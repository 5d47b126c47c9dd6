//! Relay error taxonomy and its JSON rendering.
//!
//! Every failure is terminal for its request and renders as
//! `{"error": ..., "detail"?: ...}` with a determinate status.

use axum::{
    http::{header, HeaderValue, StatusCode},
    response::{IntoResponse, Json, Response},
};
use serde::Serialize;
use thiserror::Error;

use crate::http::cors::ALLOW_METHODS;

#[derive(Debug, Error)]
pub enum RelayError {
    /// Request body is not a valid payload.
    #[error("Invalid JSON")]
    InvalidJson,

    /// Request body exceeded the configured limit.
    #[error("Request body too large")]
    PayloadTooLarge,

    /// Request body stream failed before it was complete.
    #[error("Failed to read request body")]
    BodyRead,

    /// Method other than POST/OPTIONS on the relay path.
    #[error("Method not allowed")]
    MethodNotAllowed,

    /// Upstream credential is not configured.
    #[error("Missing OPENAI_API_KEY")]
    MissingApiKey,

    /// Upstream answered with a failure, or could not be reached.
    #[error("OpenAI upstream error")]
    Upstream { status: StatusCode, detail: String },
}

impl RelayError {
    pub fn status(&self) -> StatusCode {
        match self {
            RelayError::InvalidJson => StatusCode::BAD_REQUEST,
            RelayError::PayloadTooLarge => StatusCode::PAYLOAD_TOO_LARGE,
            RelayError::BodyRead => StatusCode::BAD_REQUEST,
            RelayError::MethodNotAllowed => StatusCode::METHOD_NOT_ALLOWED,
            RelayError::MissingApiKey => StatusCode::INTERNAL_SERVER_ERROR,
            RelayError::Upstream { status, .. } => *status,
        }
    }

    /// Short label used for logs and metrics.
    pub fn kind(&self) -> &'static str {
        match self {
            RelayError::InvalidJson => "invalid_json",
            RelayError::PayloadTooLarge => "payload_too_large",
            RelayError::BodyRead => "body_read",
            RelayError::MethodNotAllowed => "method_not_allowed",
            RelayError::MissingApiKey => "missing_api_key",
            RelayError::Upstream { .. } => "upstream_error",
        }
    }
}

#[derive(Debug, Serialize)]
struct ErrorBody<'a> {
    error: String,
    #[serde(skip_serializing_if = "Option::is_none")]
    detail: Option<&'a str>,
}

impl IntoResponse for RelayError {
    fn into_response(self) -> Response {
        let body = ErrorBody {
            error: self.to_string(),
            detail: match &self {
                RelayError::Upstream { detail, .. } => Some(detail.as_str()),
                _ => None,
            },
        };

        let mut response = (self.status(), Json(body)).into_response();
        if matches!(self, RelayError::MethodNotAllowed) {
            response
                .headers_mut()
                .insert(header::ALLOW, HeaderValue::from_static(ALLOW_METHODS));
        }
        response
    }
}
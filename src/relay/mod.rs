//! Browser-to-upstream relay.
//!
//! # Data Flow
//! ```text
//! {messages, system} (browser JSON)
//!     → payload.rs (parse, build upstream input)
//!     → upstream.rs (bearer-authenticated streaming POST)
//!     → handler.rs (status/headers, byte-level pass-through)
//! ```

pub mod handler;
pub mod payload;
pub mod upstream;

pub use handler::relay_handler;
pub use payload::{InboundPayload, InputItem, Message, Role};
pub use upstream::UpstreamClient;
* * * * *
- EXERCISE -
From the entries, copy every line in which the word "HeaderValue" occurs.

- EXERCISE RESULT -
    http::{header, HeaderValue, StatusCode},
                .insert(header::ALLOW, HeaderValue::from_static(ALLOW_METHODS));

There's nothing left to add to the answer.